Bessel periods and Selmer groups over ordinary Rankin--Selberg eigenvariety

TL;DR

This paper develops a framework for ordinary distributions and eigenvarieties for unitary groups, constructs Bessel periods as elements in Selmer groups, and proposes an Iwasawa conjecture relating their divisors.

Contribution

It introduces the notion of ordinary distributions for unitary groups, constructs Bessel periods on eigenvarieties, and formulates an Iwasawa conjecture linking Bessel periods and Selmer groups.

Findings

Constructed Bessel periods as elements in Selmer groups.

Proposed an Iwasawa type conjecture relating divisors.

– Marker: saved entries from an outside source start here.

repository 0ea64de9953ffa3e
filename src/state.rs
use crate::config::Config;
use axum::extract::FromRef;
use sqlx::SqlitePool;

#[derive(Clone)]
pub struct AppState {
    pub pool: SqlitePool,
    pub config: Config,
}

impl FromRef<AppState> for SqlitePool {
    fn from_ref(state: &AppState) -> Self {
        state.pool.clone()
    }
}

impl FromRef<AppState> for Config {
    fn from_ref(state: &AppState) -> Self {
        state.config.clone()
    }
}
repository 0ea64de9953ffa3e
// src/routes.rs

use axum::{
    Json, Router,
    http::Method,
    middleware,
    routing::{get, post},
};
use serde_json::json;
use tower_http::{cors::CorsLayer, trace::TraceLayer};

use crate::{
    handlers::{auth, listings, regions, users},
    state::AppState,
    utils::jwt::{admin_middleware, auth_middleware, landlord_middleware},
};

/// Assembles the main application router.
///
/// * Merges all sub-routers (auth, listings, regions, users).
/// * Applies global middleware (Trace, CORS).
/// * Injects global state (Database Pool + Config).
pub fn create_router(state: AppState) -> Router {
    let cors = CorsLayer::new()
        .allow_origin(tower_http::cors::Any)
        .allow_methods([Method::GET, Method::POST, Method::PUT, Method::DELETE])
        .allow_headers([
            axum::http::header::AUTHORIZATION,
            axum::http::header::CONTENT_TYPE,
        ]);

    let auth_routes = Router::new()
        .route("/register", post(auth::register))
        .route("/login", post(auth::login));

    let listing_routes = Router::new()
        .route("/", get(listings::list_listings))
        .route("/{id}", get(listings::get_listing))
        // Creation requires landlord or admin; owner comes from the token.
        .merge(
            Router::new()
                .route("/", post(listings::create_listing))
                .layer(middleware::from_fn(landlord_middleware))
                .layer(middleware::from_fn_with_state(
                    state.clone(),
                    auth_middleware,
                )),
        );

    let region_routes = Router::new()
        .route("/", get(regions::list_regions))
        .route("/provinces", get(regions::list_provinces))
        .route("/townships/{province}", get(regions::townships_by_province))
        .merge(
            Router::new()
                .route("/", post(regions::create_region))
                .layer(middleware::from_fn(admin_middleware))
                .layer(middleware::from_fn_with_state(
                    state.clone(),
                    auth_middleware,
                )),
        );

    let user_routes = Router::new()
        .route(
            "/profile",
            get(users::get_profile).put(users::update_profile),
        )
        .route(
            "/save-listing/{listing_id}",
            post(users::toggle_saved_listing),
        )
        .merge(
            Router::new()
                .route("/my-listings", get(users::my_listings))
                .layer(middleware::from_fn(landlord_middleware)),
        )
        .layer(middleware::from_fn_with_state(
            state.clone(),
            auth_middleware,
        ));

    Router::new()
        .nest("/api/auth", auth_routes)
        .nest("/api/listings", listing_routes)
        .nest("/api/regions", region_routes)
        .nest("/api/users", user_routes)
        .route("/api/health", get(health_check))
        // Global Middleware (applied from outside in)
        .layer(TraceLayer::new_for_http())
        .layer(cors)
        .with_state(state)
}

async fn health_check() -> Json<serde_json::Value> {
    Json(json!({ "status": "OK", "message": "Rentals API is running" }))
}
// src/handlers/auth.rs

use axum::{Json, extract::State, http::StatusCode, response::IntoResponse};
use serde_json::json;
use sqlx::SqlitePool;
use validator::Validate;

use crate::{
    config::Config,
    error::AppError,
    models::user::{LoginRequest, RegisterRequest, User},
    utils::{
        hash::{hash_password, verify_password},
        jwt::sign_jwt,
    },
};

/// Registers a new user.
///
/// Hashes the password using Argon2 before storing it. The requested role is
/// limited to 'tenant' (default) or 'landlord'; admins are only seeded.
/// Returns 201 Created and the user object (excluding password).
pub async fn register(
    State(pool): State<SqlitePool>,
    Json(payload): Json<RegisterRequest>,
) -> Result<impl IntoResponse, AppError> {
    if let Err(validation_errors) = payload.validate() {
        return Err(AppError::from_validation(validation_errors));
    }

    let hashed_password = hash_password(&payload.password)?;
    let role = payload.role.unwrap_or_else(|| "tenant".to_string());

    let user = sqlx::query_as::<_, User>(
        r#"
        INSERT INTO users (name, email, password, role, phone)
        VALUES (?, ?, ?, ?, ?)
        RETURNING id, name, email, password, role, phone, avatar, created_at
        "#,
    )
    .bind(&payload.name)
    .bind(&payload.email)
    .bind(&hashed_password)
    .bind(&role)
    .bind(&payload.phone)
    .fetch_one(&pool)
    .await
    .map_err(|e| {
        if e.to_string().contains("UNIQUE constraint") {
            AppError::Conflict(format!("Email '{}' is already registered", payload.email))
        } else {
            tracing::error!("Failed to register user: {:?}", e);
            AppError::from(e)
        }
    })?;

    Ok((StatusCode::CREATED, Json(json!({ "user": user }))))
}

/// Authenticates a user and returns a JWT token.
pub async fn login(
    State(pool): State<SqlitePool>,
    State(config): State<Config>,
    Json(payload): Json<LoginRequest>,
) -> Result<impl IntoResponse, AppError> {
    if let Err(validation_errors) = payload.validate() {
        return Err(AppError::from_validation(validation_errors));
    }

    let user = sqlx::query_as::<_, User>(
        "SELECT id, name, email, password, role, phone, avatar, created_at \
         FROM users WHERE email = ?",
    )
    .bind(&payload.email)
    .fetch_optional(&pool)
    .await
    .map_err(|e| {
        tracing::error!("Login DB error: {:?}", e);
        AppError::InternalServerError(e.to_string())
    })?
    .ok_or(AppError::AuthError("Invalid email or password".to_string()))?;

    let is_valid = verify_password(&payload.password, &user.password)?;
    if !is_valid {
        return Err(AppError::AuthError("Invalid email or password".to_string()));
    }

    let token = sign_jwt(user.id, &user.role, &config.jwt_secret, config.jwt_expiration)?;

    Ok(Json(json!({
        "token": token,
        "type": "Bearer",
        "user": user
    })))
}
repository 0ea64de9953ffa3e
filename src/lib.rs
// src/lib.rs

pub mod config;
pub mod error;
pub mod filter;
pub mod handlers;
pub mod models;
pub mod routes;
pub mod state;
pub mod utils;

// Re-export specific items for convenience if needed
pub use routes::create_router;
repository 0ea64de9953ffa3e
// src/main.rs

use dotenvy::dotenv;
use kasi_rentals::config::Config;
use kasi_rentals::routes;
use kasi_rentals::state::AppState;
use kasi_rentals::utils::hash::hash_password;
use sqlx::SqlitePool;
use sqlx::sqlite::SqlitePoolOptions;
use std::net::SocketAddr;
use std::time::Duration;
use tracing_subscriber::{EnvFilter, fmt, layer::SubscriberExt, util::SubscriberInitExt};

#[tokio::main]
async fn main() {
    // Load .env file (if present)
    dotenv().ok();

    // Load configuration from environment
    let config = Config::from_env();

    let file_appender = tracing_appender::rolling::daily("logs", "app.log");
    let (non_blocking, _guard) = tracing_appender::non_blocking(file_appender);
    let env_filter = EnvFilter::new(&config.rust_log);
    let stdout_layer = fmt::layer().with_writer(std::io::stdout).with_target(false);
    let file_layer = fmt::layer().with_writer(non_blocking).with_ansi(false);

    // Initialize Tracing (Logging)
    tracing_subscriber::registry()
        .with(env_filter)
        .with(stdout_layer)
        .with(file_layer)
        .init();

    // Initialize Database Pool
    let pool = SqlitePoolOptions::new()
        .max_connections(5)
        .acquire_timeout(Duration::from_secs(3))
        .connect(&config.database_url)
        .await
        .expect("Failed to connect to database");

    tracing::info!("Database connected...");

    // Run Migrations Automatically
    tracing::info!("Running migrations...");
    sqlx::migrate!("./migrations")
        .run(&pool)
        .await
        .expect("Failed to run database migrations");
    tracing::info!("Migrations applied successfully.");

    // Seed Admin User
    if let Err(e) = seed_admin_user(&pool, &config).await {
        tracing::error!("Failed to seed admin user: {:?}", e);
    }

    // Create AppState
    let state = AppState {
        pool: pool.clone(),
        config: config.clone(),
    };

    // Create the Axum application router
    let app = routes::create_router(state);

    // Bind to the listening address
    let addr = SocketAddr::from(([0, 0, 0, 0], 5000));
    tracing::info!("Listening on {}", addr);

    let listener = tokio::net::TcpListener::bind(addr)
        .await
        .expect("Failed to bind listening address");

    // Start the server
    axum::serve(listener, app).await.expect("Server error");
}

async fn seed_admin_user(
    pool: &SqlitePool,
    config: &Config,
) -> Result<(), Box<dyn std::error::Error>> {
    if let (Some(email), Some(password)) = (&config.admin_email, &config.admin_password) {
        let user_exists = sqlx::query_scalar::<_, i64>("SELECT id FROM users WHERE email = ?")
            .bind(email)
            .fetch_optional(pool)
            .await?;

        if user_exists.is_none() {
            tracing::info!("Seeding admin user: {}", email);
            let hashed_password = hash_password(password)?;

            sqlx::query(
                "INSERT INTO users (name, email, password, role) VALUES ('Admin', ?, ?, 'admin')",
            )
            .bind(email)
            .bind(hashed_password)
            .execute(pool)
            .await?;
            tracing::info!("Admin user created successfully.");
        }
    }
    Ok(())
}
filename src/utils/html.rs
use ammonia;

/// Clean user-supplied free text using the ammonia library.
///
/// Listing titles and descriptions are rendered by other clients, so they
/// go through whitelist-based sanitization: safe tags (like <b>, <p>) are
/// preserved, dangerous tags (like <script>, <iframe>) and attributes
/// (like onclick) are stripped. Fail-safe against stored XSS.
pub fn clean_html(input: &str) -> String {
    ammonia::clean(input)
}
// src/handlers/regions.rs

use axum::{
    Json,
    extract::{Path, Query, State},
    http::StatusCode,
    response::IntoResponse,
};
use serde_json::json;
use sqlx::{QueryBuilder, Sqlite, SqlitePool};
use validator::Validate;

use crate::{
    error::AppError,
    filter::like_pattern,
    models::region::{
        CreateRegionRequest, RegionListParams, RegionResponse, RegionRow, TownshipEntry,
    },
};

/// Lists active regions, optionally filtered by province (equality),
/// city/township (case-insensitive substring) and a free-text search
/// ORed over name/township/city. Ordered by (province, city, township).
pub async fn list_regions(
    State(pool): State<SqlitePool>,
    Query(params): Query<RegionListParams>,
) -> Result<impl IntoResponse, AppError> {
    let mut builder: QueryBuilder<Sqlite> = QueryBuilder::new(
        "SELECT id, name, township, city, province, latitude, longitude, is_active, created_at \
         FROM regions WHERE is_active = 1",
    );

    if let Some(province) = params.province.filter(|v| !v.is_empty()) {
        builder.push(" AND province = ");
        builder.push_bind(province);
    }
    if let Some(city) = params.city.filter(|v| !v.is_empty()) {
        builder.push(" AND city LIKE ");
        builder.push_bind(like_pattern(&city));
        builder.push(" ESCAPE '\\'");
    }
    if let Some(township) = params.township.filter(|v| !v.is_empty()) {
        builder.push(" AND township LIKE ");
        builder.push_bind(like_pattern(&township));
        builder.push(" ESCAPE '\\'");
    }
    if let Some(search) = params.search.filter(|v| !v.is_empty()) {
        let pattern = like_pattern(&search);
        builder.push(" AND (name LIKE ");
        builder.push_bind(pattern.clone());
        builder.push(" ESCAPE '\\' OR township LIKE ");
        builder.push_bind(pattern.clone());
        builder.push(" ESCAPE '\\' OR city LIKE ");
        builder.push_bind(pattern);
        builder.push(" ESCAPE '\\')");
    }

    builder.push(" ORDER BY province ASC, city ASC, township ASC");

    let rows: Vec<RegionRow> = builder.build_query_as().fetch_all(&pool).await?;
    let regions: Vec<RegionResponse> = rows.into_iter().map(RegionResponse::from).collect();

    Ok(Json(json!({ "regions": regions })))
}

/// Sorted distinct provinces among active regions.
pub async fn list_provinces(State(pool): State<SqlitePool>) -> Result<impl IntoResponse, AppError> {
    let provinces = sqlx::query_scalar::<_, String>(
        "SELECT DISTINCT province FROM regions WHERE is_active = 1 ORDER BY province ASC",
    )
    .fetch_all(&pool)
    .await?;

    Ok(Json(json!({ "provinces": provinces })))
}

/// Active regions of a province, ordered by township, projected down to
/// `{township, city}`.
pub async fn townships_by_province(
    State(pool): State<SqlitePool>,
    Path(province): Path<String>,
) -> Result<impl IntoResponse, AppError> {
    let townships = sqlx::query_as::<_, TownshipEntry>(
        "SELECT township, city FROM regions \
         WHERE province = ? AND is_active = 1 ORDER BY township ASC",
    )
    .bind(&province)
    .fetch_all(&pool)
    .await?;

    Ok(Json(json!({ "townships": townships })))
}

/// Creates a new region.
/// Admin only. Every violated constraint is reported, not just the first.
pub async fn create_region(
    State(pool): State<SqlitePool>,
    Json(payload): Json<CreateRegionRequest>,
) -> Result<impl IntoResponse, AppError> {
    if let Err(validation_errors) = payload.validate() {
        return Err(AppError::from_validation(validation_errors));
    }

    let (latitude, longitude) = match &payload.coordinates {
        Some(c) => (Some(c.latitude), Some(c.longitude)),
        None => (None, None),
    };

    let row = sqlx::query_as::<_, RegionRow>(
        r#"
        INSERT INTO regions (name, township, city, province, latitude, longitude)
        VALUES (?, ?, ?, ?, ?, ?)
        RETURNING id, name, township, city, province, latitude, longitude, is_active, created_at
        "#,
    )
    .bind(&payload.name)
    .bind(&payload.township)
    .bind(&payload.city)
    .bind(&payload.province)
    .bind(latitude)
    .bind(longitude)
    .fetch_one(&pool)
    .await
    .map_err(|e| {
        tracing::error!("Failed to create region: {:?}", e);
        AppError::InternalServerError(e.to_string())
    })?;

    Ok((
        StatusCode::CREATED,
        Json(json!({
            "message": "Region created successfully",
            "region": RegionResponse::from(row)
        })),
    ))
}
pub mod hash;
pub mod html;
pub mod jwt;
// src/utils/jwt.rs

use std::time::{SystemTime, UNIX_EPOCH};

use axum::{
    body::Body,
    extract::State,
    http::{Request, header},
    middleware::Next,
    response::Response,
};
use jsonwebtoken::{DecodingKey, EncodingKey, Header, Validation, decode, encode};
use serde::{Deserialize, Serialize};

use crate::{config::Config, error::AppError};

/// JWT Claims structure. This is the request-scoped principal:
/// every handler needing authorization reads it from request extensions,
/// never from any ambient state.
#[derive(Debug, Deserialize, Serialize, Clone)]
pub struct Claims {
    /// Subject - Stores the User ID (as string).
    pub sub: String,
    /// User's role: 'tenant', 'landlord' or 'admin'.
    pub role: String,
    /// Expiration time as Unix timestamp.
    pub exp: usize,
}

impl Claims {
    /// The numeric user id carried in `sub`.
    pub fn user_id(&self) -> Result<i64, AppError> {
        self.sub
            .parse::<i64>()
            .map_err(|_| AppError::AuthError("Invalid token subject".to_string()))
    }
}

/// Signs a new JWT for the user.
pub fn sign_jwt(
    id: i64,
    role: &str,
    secret: &str,
    expiration_seconds: u64,
) -> Result<String, AppError> {
    let expiration = SystemTime::now()
        .duration_since(UNIX_EPOCH)
        .map_err(|e| AppError::InternalServerError(e.to_string()))?
        .as_secs() as usize
        + expiration_seconds as usize;

    let claims = Claims {
        sub: id.to_string(),
        role: role.to_owned(),
        exp: expiration,
    };

    encode(
        &Header::default(),
        &claims,
        &EncodingKey::from_secret(secret.as_bytes()),
    )
    .map_err(|e| AppError::InternalServerError(e.to_string()))
}

/// Verifies and decodes a JWT string.
///
/// Returns the `Claims` if valid, otherwise returns an `AppError`.
pub fn verify_jwt(token: &str, secret: &str) -> Result<Claims, AppError> {
    let token_data = decode(
        token,
        &DecodingKey::from_secret(secret.as_bytes()),
        &Validation::default(),
    )
    .map_err(|_| AppError::AuthError("Invalid token".to_string()))?;

    Ok(token_data.claims)
}

/// Axum Middleware: Authentication.
///
/// Intercepts requests, validates the 'Authorization: Bearer <token>' header.
/// If valid, injects `Claims` into the request extensions for handlers to use.
/// If invalid, returns 401 Unauthorized.
pub async fn auth_middleware(
    State(config): State<Config>,
    mut req: Request<Body>,
    next: Next,
) -> Result<Response, AppError> {
    let auth_header = req
        .headers()
        .get(header::AUTHORIZATION)
        .and_then(|value| value.to_str().ok());

    let token = match auth_header {
        Some(header) if header.starts_with("Bearer ") => &header[7..],
        _ => return Err(AppError::AuthError("Missing bearer token".to_string())),
    };

    let claims = verify_jwt(token, &config.jwt_secret)?;
    req.extensions_mut().insert(claims);
    Ok(next.run(req).await)
}

/// Axum Middleware: Admin Authorization.
///
/// Must be used AFTER `auth_middleware`. Checks if the injected `Claims` has
/// the 'admin' role. If not, returns 403 Forbidden.
pub async fn admin_middleware(req: Request<Body>, next: Next) -> Result<Response, AppError> {
    let claims = req
        .extensions()
        .get::<Claims>()
        .ok_or(AppError::AuthError("Not authenticated".to_string()))?;

    if claims.role != "admin" {
        return Err(AppError::Forbidden("Admin access required".to_string()));
    }

    Ok(next.run(req).await)
}

/// Axum Middleware: Landlord Authorization.
///
/// Must be used AFTER `auth_middleware`. Admits 'landlord' and 'admin' roles.
pub async fn landlord_middleware(req: Request<Body>, next: Next) -> Result<Response, AppError> {
    let claims = req
        .extensions()
        .get::<Claims>()
        .ok_or(AppError::AuthError("Not authenticated".to_string()))?;

    if claims.role != "landlord" && claims.role != "admin" {
        return Err(AppError::Forbidden("Landlord access required".to_string()));
    }

    Ok(next.run(req).await)
}
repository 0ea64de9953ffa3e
// src/filter.rs
//
// Filter resolution engine: turns the raw text-valued query parameters of
// GET /api/listings into a composed SQL query, including the two-stage
// township -> region-id resolution and pagination.

use sqlx::{QueryBuilder, Sqlite, SqlitePool};

use crate::{
    error::AppError,
    models::listing::{ListingDetailRow, ListingPage, ListingQueryParams, ListingResponse},
};

pub const DEFAULT_PAGE_SIZE: i64 = 12;
pub const MAX_PAGE_SIZE: i64 = 100;

/// Upper bound on the page number. Anything past it returns the same empty
/// page, and capping keeps the OFFSET arithmetic far from i64 overflow.
pub const MAX_PAGE: i64 = 100_000;

/// Shared SELECT for listing reads: the listing row plus its region and
/// owner expanded through aliased JOIN columns.
pub const LISTING_SELECT: &str = "\
SELECT l.id, l.title, l.description, l.price, l.images, l.type, l.category, \
l.region_id, l.owner_id, l.amenities, l.deposit, l.is_available, l.is_featured, \
l.views, l.contact_phone, l.contact_whatsapp, l.contact_email, l.created_at, \
r.name AS region_name, r.township AS region_township, r.city AS region_city, \
r.province AS region_province, \
u.name AS owner_name, u.email AS owner_email, u.phone AS owner_phone \
FROM listings l \
JOIN regions r ON r.id = l.region_id \
JOIN users u ON u.id = l.owner_id";

/// Whitelisted sort keys. Anything else on the `sort` parameter is a 400.
///
/// A secondary `id` column keeps the order total, so pagination stays stable
/// when many rows share a creation timestamp.
#[derive(Debug, Clone, Copy, PartialEq, Eq, Default)]
pub enum SortKey {
    #[default]
    CreatedAtDesc,
    CreatedAtAsc,
    PriceAsc,
    PriceDesc,
    ViewsDesc,
}

impl SortKey {
    pub fn parse(raw: &str) -> Option<Self> {
        match raw {
            "-createdAt" => Some(SortKey::CreatedAtDesc),
            "createdAt" => Some(SortKey::CreatedAtAsc),
            "price" => Some(SortKey::PriceAsc),
            "-price" => Some(SortKey::PriceDesc),
            "-views" => Some(SortKey::ViewsDesc),
            _ => None,
        }
    }

    pub fn as_sql(self) -> &'static str {
        match self {
            SortKey::CreatedAtDesc => "l.created_at DESC, l.id DESC",
            SortKey::CreatedAtAsc => "l.created_at ASC, l.id ASC",
            SortKey::PriceAsc => "l.price ASC, l.id ASC",
            SortKey::PriceDesc => "l.price DESC, l.id DESC",
            SortKey::ViewsDesc => "l.views DESC, l.id DESC",
        }
    }
}

/// The typed, validated form of the listing search parameters.
///
/// Numeric parameters arrive as text and are parsed exactly once, here.
/// Malformed numbers are rejected with a 400 rather than silently coerced.
#[derive(Debug, Default)]
pub struct ListingFilter {
    pub property_type: Option<String>,
    pub category: Option<String>,
    pub min_price: Option<i64>,
    pub max_price: Option<i64>,
    pub region_id: Option<i64>,
    pub township: Option<String>,
    pub amenities: Vec<String>,
    pub page: i64,
    pub limit: i64,
    pub sort: SortKey,
}

impl ListingFilter {
    pub fn from_params(params: ListingQueryParams) -> Result<Self, AppError> {
        let page = parse_positive("page", params.page)?.unwrap_or(1).min(MAX_PAGE);
        let limit = parse_positive("limit", params.limit)?
            .unwrap_or(DEFAULT_PAGE_SIZE)
            .min(MAX_PAGE_SIZE);

        let sort = match non_empty(params.sort) {
            Some(raw) => SortKey::parse(&raw)
                .ok_or_else(|| AppError::BadRequest(format!("Unknown sort key '{}'", raw)))?,
            None => SortKey::default(),
        };

        let amenities = match non_empty(params.amenities) {
            Some(raw) => {
                let mut tokens: Vec<String> = Vec::new();
                for token in raw.split(',') {
                    let token = token.trim().to_lowercase();
                    if !token.is_empty() && !tokens.contains(&token) {
                        tokens.push(token);
                    }
                }
                tokens
            }
            None => Vec::new(),
        };

        Ok(ListingFilter {
            property_type: non_empty(params.property_type),
            category: non_empty(params.category),
            min_price: parse_number("minPrice", params.min_price)?,
            max_price: parse_number("maxPrice", params.max_price)?,
            region_id: parse_number("region", params.region)?,
            township: non_empty(params.township),
            amenities,
            page,
            limit,
            sort,
        })
    }
}

/// Empty query-string values count as absent filters.
fn non_empty(value: Option<String>) -> Option<String> {
    value.filter(|v| !v.trim().is_empty())
}

fn parse_number(name: &str, value: Option<String>) -> Result<Option<i64>, AppError> {
    match non_empty(value) {
        Some(raw) => raw
            .trim()
            .parse::<i64>()
            .map(Some)
            .map_err(|_| AppError::BadRequest(format!("{} must be a number", name))),
        None => Ok(None),
    }
}

fn parse_positive(name: &str, value: Option<String>) -> Result<Option<i64>, AppError> {
    match parse_number(name, value)? {
        Some(n) if n < 1 => Err(AppError::BadRequest(format!(
            "{} must be a positive number",
            name
        ))),
        other => Ok(other),
    }
}

/// Wraps a search term in `%...%`, escaping LIKE metacharacters so the
/// user's text is matched literally. Queries using the result must carry
/// `ESCAPE '\'`.
pub fn like_pattern(term: &str) -> String {
    let mut pattern = String::with_capacity(term.len() + 2);
    pattern.push('%');
    for c in term.chars() {
        if matches!(c, '%' | '_' | '\\') {
            pattern.push('\\');
        }
        pattern.push(c);
    }
    pattern.push('%');
    pattern
}

/// Resolves a township filter to the set of matching active region ids.
///
/// Policy: case-insensitive substring match ("soweto" matches "Soweto", and
/// "Soweto" also matches "Sowetoville"). SQLite's LIKE is case-insensitive
/// for ASCII, so the pattern needs no folding.
pub async fn resolve_township_region_ids(
    pool: &SqlitePool,
    township: &str,
) -> Result<Vec<i64>, AppError> {
    let ids = sqlx::query_scalar::<_, i64>(
        "SELECT id FROM regions WHERE is_active = 1 AND township LIKE ? ESCAPE '\\'",
    )
    .bind(like_pattern(township))
    .fetch_all(pool)
    .await?;
    Ok(ids)
}

/// Appends the composed WHERE clause to `builder`.
///
/// `region_ids` is the township resolution result; when present it replaces
/// any `region` equality filter (township wins when both are supplied).
fn push_predicates(
    builder: &mut QueryBuilder<'static, Sqlite>,
    filter: &ListingFilter,
    region_ids: Option<&[i64]>,
) {
    builder.push(" WHERE l.is_available = 1");

    if let Some(property_type) = &filter.property_type {
        builder.push(" AND l.type = ");
        builder.push_bind(property_type.clone());
    }
    if let Some(category) = &filter.category {
        builder.push(" AND l.category = ");
        builder.push_bind(category.clone());
    }
    if let Some(min) = filter.min_price {
        builder.push(" AND l.price >= ");
        builder.push_bind(min);
    }
    if let Some(max) = filter.max_price {
        builder.push(" AND l.price <= ");
        builder.push_bind(max);
    }

    match region_ids {
        Some(ids) => {
            builder.push(" AND l.region_id IN (");
            let mut separated = builder.separated(", ");
            for id in ids {
                separated.push_bind(*id);
            }
            builder.push(")");
        }
        None => {
            if let Some(region_id) = filter.region_id {
                builder.push(" AND l.region_id = ");
                builder.push_bind(region_id);
            }
        }
    }

    // Intersection semantics: the listing matches if it has at least one of
    // the requested amenities. Unknown tokens just never match.
    if !filter.amenities.is_empty() {
        builder.push(
            " AND EXISTS (SELECT 1 FROM json_each(l.amenities) WHERE json_each.value IN (",
        );
        let mut separated = builder.separated(", ");
        for amenity in &filter.amenities {
            separated.push_bind(amenity.clone());
        }
        builder.push("))");
    }
}

/// Executes the filter against the listings table and returns the paginated
/// envelope. `total` always reflects the full filtered set, independent of
/// page and limit.
///
/// At most two sequential round trips: the township resolve and the
/// count + page pair.
pub async fn execute(pool: &SqlitePool, filter: &ListingFilter) -> Result<ListingPage, AppError> {
    let resolved = match &filter.township {
        Some(township) => {
            let ids = resolve_township_region_ids(pool, township).await?;
            if ids.is_empty() {
                // No region matches the township: the listing query could
                // never match, so skip it entirely.
                return Ok(ListingPage {
                    listings: Vec::new(),
                    total_pages: 0,
                    current_page: filter.page,
                    total: 0,
                });
            }
            Some(ids)
        }
        None => None,
    };
    let region_ids = resolved.as_deref();

    let mut count_query = QueryBuilder::new("SELECT COUNT(*) FROM listings l");
    push_predicates(&mut count_query, filter, region_ids);
    let total: i64 = count_query.build_query_scalar().fetch_one(pool).await?;

    let mut page_query = QueryBuilder::new(LISTING_SELECT);
    push_predicates(&mut page_query, filter, region_ids);
    page_query.push(" ORDER BY ");
    page_query.push(filter.sort.as_sql());
    page_query.push(" LIMIT ");
    page_query.push_bind(filter.limit);
    page_query.push(" OFFSET ");
    page_query.push_bind((filter.page - 1) * filter.limit);

    let rows: Vec<ListingDetailRow> = page_query.build_query_as().fetch_all(pool).await?;

    Ok(ListingPage {
        listings: rows.into_iter().map(ListingResponse::from).collect(),
        total_pages: (total + filter.limit - 1) / filter.limit,
        current_page: filter.page,
        total,
    })
}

Proved one divisibility side under certain conditions.

Abstract

We introduce the notion of ordinary distributions for unitary groups and their Rankin--Selberg products, based on which we (re)define the ordinary eigenvarieties. In both definite and indefinite cases, we construct the Bessel period on the Rankin--Selberg eigenvariety as an ordinary distribution and as an element in the Selmer group of ordinary distributions, respectively. We then propose an Iwasawa type conjecture relating the vanishing divisor of the Bessel period and the characteristic divisor of the Selmer group of the associated Rankin--Selberg Galois module over the eigenvariety, and prove one side of the divisibility under certain conditions.